Cardinal Dolan enters No Spin Zone.
Last night’s O’Reilly Factor featured an interview with Cardinal Timothy Dolan about — what else? — the contraception mandate. The exchange was fairly unsurprising: Dolan doesn’t want to seem like he’s judging the president, or anyone else (but he is judging their policy positions and motives). Nor would he ever tell anyone how to vote (but the bishops did endorse the GOP’s doomed legislation to rescind the mandate). And of course a noun, a verb, and “religious freedom.”
What I find most interesting about the interview is the nakedness with which Dolan presents the bishops’ communication strategy:
Our opponents are very shrewd because they’ve chosen an issue that they know we’re not very popular on. And that is why, Bill, we have to be very vigorous in insisting that this is not about contraception. It’s about religion freedom.
And I don’t want to judge people but I think there would be a drift in the administration that this is a good issue and if we can divide the Catholic community because it’s already divided and if one can caricature the bishops as being hopelessly out of touch these bullies who are trying to achieve judicially and legislatively what they’ve been — been unable to achieve because their moral integrity has been compromised recently there is that force out there trying to caricature us.
All right. But we can’t back down from this fight because it’s about religious freedom; it’s close to the very heart of what the democratic enterprise that we know and love as the United States of America is all about.
So, according to Dolan — and not that he’s judging — the Obama administration decided to pursue the contraception mandate because they knew the vast majority of Catholics remain unpersuaded by Humane vitae. (Otherwise, what, they would have gone for abortion?) And because the administration deemed the the bishops’ moral authority sufficiently depleted by the sexual-abuse scandals. (Does Dolan really believe that bishops haven’t been able to persuade Catholics on this issue because of the sexual-abuse scandal?) So it’s precisely because the church’s teaching against contraception is so unpopular, Dolan explains, that the bishops must insist that their opposition to the mandate is really about religious freedom. (Don’t tell the bishops’ press shop.)

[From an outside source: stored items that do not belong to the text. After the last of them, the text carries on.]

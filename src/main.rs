//! CLI entry point for methmatrix.

use anyhow::{bail, Context, Result};
use clap::{Args, Parser, Subcommand};
use log::info;
use std::fs::File;
use std::io::{BufWriter, Write};
use std::path::{Path, PathBuf};
use std::sync::Arc;
use std::time::Instant;

use methmatrix::config::{AggregationMode, Config, MatrixLayout, ValueScale};
use methmatrix::output::{write_aggregated_track, write_matrix_layout, write_summary};
use methmatrix::parser::{load_region_set, parse_manifest};
use methmatrix::pipeline::{process_track, run_manifest, RunReport, TrackSource};
use methmatrix::render::{CommandRenderer, HeatmapRenderer};

/// Region-level DNA methylation matrix builder.
///
/// Aggregates per-sample bedGraph tracks over a BED region set and assembles
/// a region x sample methylation matrix.
#[derive(Parser, Debug)]
#[command(name = "methmatrix")]
#[command(author, version, about, long_about = None)]
struct Cli {
    /// Increase log verbosity (-v info, -vv debug)
    #[arg(short = 'v', long = "verbose", action = clap::ArgAction::Count, global = true)]
    verbose: u8,

    #[command(subcommand)]
    command: Command,
}

#[derive(Subcommand, Debug)]
enum Command {
    /// Aggregate one sample track over the region set
    Aggregate(AggregateArgs),
    /// Aggregate every manifest sample and assemble the matrix
    Run(RunArgs),
    /// Assemble the matrix from already aggregated per-sample tracks
    Assemble(AssembleArgs),
}

#[derive(Args, Debug)]
struct AggregationArgs {
    /// Aggregation mode: rate (coverage weighted) or mean
    #[arg(short = 'm', long = "mode", default_value = "rate")]
    mode: String,

    /// Value scale of the input tracks: auto, fraction, or percent
    #[arg(long = "scale", default_value = "auto")]
    scale: String,
}

#[derive(Args, Debug)]
struct AggregateArgs {
    /// Region BED file (required)
    #[arg(short = 'r', long = "regions")]
    regions: PathBuf,

    /// Sample bedGraph track (required)
    #[arg(short = 'i', long = "input")]
    input: PathBuf,

    /// Sample identifier (defaults to the track file name)
    #[arg(short = 's', long = "sample")]
    sample: Option<String>,

    /// Output aggregated track (required)
    #[arg(short = 'o', long = "output")]
    output: PathBuf,

    #[command(flatten)]
    aggregation: AggregationArgs,
}

#[derive(Args, Debug)]
struct FanInArgs {
    /// Region BED file (required)
    #[arg(short = 'r', long = "regions")]
    regions: PathBuf,

    /// Sample manifest CSV with 'sample' and 'bedgraph_file_path' columns (required)
    #[arg(short = 'l', long = "manifest")]
    manifest: PathBuf,

    /// Output matrix file (required)
    #[arg(short = 'o', long = "output")]
    output: PathBuf,

    /// Per-sample summary file with the completeness flag
    #[arg(long = "summary")]
    summary: Option<PathBuf>,

    /// Seconds to wait for all samples before writing a partial matrix (0 = no limit)
    #[arg(short = 't', long = "timeout", default_value = "0")]
    timeout: u64,

    /// Number of worker threads (0 = auto-detect)
    #[arg(long = "threads", short = 'j', default_value = "0")]
    threads: usize,

    /// Matrix layout: region (one id column) or coords (chr, start, end).
    /// Defaults to coords when a heatmap is requested, region otherwise
    #[arg(long = "layout")]
    layout: Option<String>,
}

#[derive(Args, Debug)]
struct RunArgs {
    #[command(flatten)]
    fan_in: FanInArgs,

    #[command(flatten)]
    aggregation: AggregationArgs,

    /// Directory for per-sample aggregated tracks
    #[arg(short = 'd', long = "aggregated-dir")]
    aggregated_dir: Option<PathBuf>,

    /// External heatmap command, called with --input <matrix> --output-plot <image>.
    /// The matrix is written in the coords layout the plotting script reads
    #[arg(long = "heatmap-cmd", requires = "heatmap_out")]
    heatmap_cmd: Option<String>,

    /// Heatmap image path
    #[arg(long = "heatmap-out", requires = "heatmap_cmd")]
    heatmap_out: Option<PathBuf>,
}

#[derive(Args, Debug)]
struct AssembleArgs {
    #[command(flatten)]
    fan_in: FanInArgs,
}

fn main() -> Result<()> {
    let cli = Cli::parse();

    env_logger::Builder::new()
        .filter_level(match cli.verbose {
            0 => log::LevelFilter::Warn,
            1 => log::LevelFilter::Info,
            _ => log::LevelFilter::Debug,
        })
        .parse_default_env()
        .init();

    let started = Instant::now();
    match cli.command {
        Command::Aggregate(args) => run_aggregate(&args)?,
        Command::Run(args) => run_pipeline(&args)?,
        Command::Assemble(args) => run_assemble(&args)?,
    }

    info!("Done in {:.2}s", started.elapsed().as_secs_f64());
    Ok(())
}

/// Apply the aggregation flags to a configuration.
fn apply_aggregation(config: &mut Config, args: &AggregationArgs) -> Result<()> {
    config.mode = args
        .mode
        .parse::<AggregationMode>()
        .context("Mode can only be one of the following: rate or mean")?;
    config.scale = args
        .scale
        .parse::<ValueScale>()
        .context("Scale can only be one of the following: auto, fraction or percent")?;
    Ok(())
}

/// Build the shared configuration for the fan-in subcommands.
fn fan_in_config(args: &FanInArgs, heatmap: bool) -> Result<Config> {
    if !args.regions.exists() {
        bail!("Region file not found: {}", args.regions.display());
    }
    if !args.manifest.exists() {
        bail!("Manifest file not found: {}", args.manifest.display());
    }

    let mut config = Config::new();
    config.threads = if args.threads == 0 {
        num_cpus::get()
    } else {
        args.threads
    };
    config.set_timeout_secs(args.timeout);
    config.layout = match &args.layout {
        Some(layout) => layout
            .parse::<MatrixLayout>()
            .context("Layout can only be one of the following: region or coords")?,
        None if heatmap => MatrixLayout::Coordinates,
        None => MatrixLayout::Region,
    };
    if heatmap && config.layout != MatrixLayout::Coordinates {
        bail!("The heatmap command reads the coords layout; use --layout coords");
    }
    Ok(config)
}

fn run_aggregate(args: &AggregateArgs) -> Result<()> {
    if !args.regions.exists() {
        bail!("Region file not found: {}", args.regions.display());
    }
    if !args.input.exists() {
        bail!("Track file not found: {}", args.input.display());
    }

    let mut config = Config::new();
    apply_aggregation(&mut config, &args.aggregation)?;

    let sample_id = match &args.sample {
        Some(sample) => sample.clone(),
        None => default_sample_id(&args.input),
    };

    let regions = load_region_set(&args.regions)?;
    let result = process_track(&sample_id, &args.input, &regions, &config)?;

    info!("Writing aggregated track to: {}", args.output.display());
    let file = File::create(&args.output).context("Failed to create output file")?;
    let mut writer = BufWriter::new(file);
    write_aggregated_track(&mut writer, &regions, &result.column)?;
    writer.flush()?;
    Ok(())
}

fn run_pipeline(args: &RunArgs) -> Result<()> {
    let mut config = fan_in_config(&args.fan_in, args.heatmap_cmd.is_some())?;
    apply_aggregation(&mut config, &args.aggregation)?;
    config.aggregated_dir = args.aggregated_dir.clone();

    let report = fan_in(&args.fan_in, &config, TrackSource::Raw)?;

    if let (Some(cmd), Some(image)) = (&args.heatmap_cmd, &args.heatmap_out) {
        let renderer = CommandRenderer::from_command_line(cmd)?;
        renderer.render(&args.fan_in.output, image)?;
    }

    finish(&report)
}

fn run_assemble(args: &AssembleArgs) -> Result<()> {
    let config = fan_in_config(&args.fan_in, false)?;
    let report = fan_in(&args.fan_in, &config, TrackSource::Aggregated)?;
    finish(&report)
}

/// Load inputs, run the sample pool and write the matrix and summary.
fn fan_in(args: &FanInArgs, config: &Config, source: TrackSource) -> Result<RunReport> {
    let regions = Arc::new(load_region_set(&args.regions)?);
    let manifest = parse_manifest(&args.manifest)?;

    let report = run_manifest(&manifest, Arc::clone(&regions), config, source)?;

    info!("Writing matrix to: {}", args.output.display());
    let file = File::create(&args.output).context("Failed to create output file")?;
    let mut writer = BufWriter::new(file);
    write_matrix_layout(&mut writer, &report.matrix, &regions, config.layout)?;
    writer.flush()?;

    if let Some(path) = &args.summary {
        let file = File::create(path).context("Failed to create summary file")?;
        let mut writer = BufWriter::new(file);
        write_summary(&mut writer, &report.matrix, &regions, &report.outcomes)?;
        writer.flush()?;
    }

    Ok(report)
}

/// Report the completeness flag; a partial matrix is not a failure.
fn finish(report: &RunReport) -> Result<()> {
    let reported = report
        .outcomes
        .iter()
        .filter(|o| o.status() == "reported")
        .count();
    eprintln!(
        "Matrix: {} regions x {} samples, {} reported, complete: {}",
        report.matrix.num_rows(),
        report.matrix.num_cols(),
        reported,
        report.matrix.is_complete()
    );
    Ok(())
}

/// Sample identifier derived from a track path: the file name without
/// compression and track extensions.
fn default_sample_id(path: &Path) -> String {
    let name = path
        .file_name()
        .map(|n| n.to_string_lossy().to_string())
        .unwrap_or_default();
    let name = name.strip_suffix(".gz").unwrap_or(&name);
    [".bedGraph", ".bedgraph", ".bg", ".bed", ".txt"]
        .iter()
        .find_map(|ext| name.strip_suffix(ext))
        .unwrap_or(name)
        .to_string()
}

I have no doubt that those who devised the bishops’ messaging strategy know how quickly an anti-contraception gambit would fail. That’s why USCCB press releases emphasize that the mandate would cover first “abortion drugs” (never “emergency contraceptives that could act as abortifacients”) then sterilization procedures, and finally prescription contraceptives. But at what point will the bishops explain how the proposed accommodation forces Catholic hospitals, universities, and charities to violate their religious beliefs? Will anyone clarify how Bishop Lori went from allowing Catholic hospitals to give rape victims morning-after pills to opposing their inclusion in the mandate because they’re “abortion-inducing”? In other words, when will the Catholic bishops make a Catholic argument against the accommodation?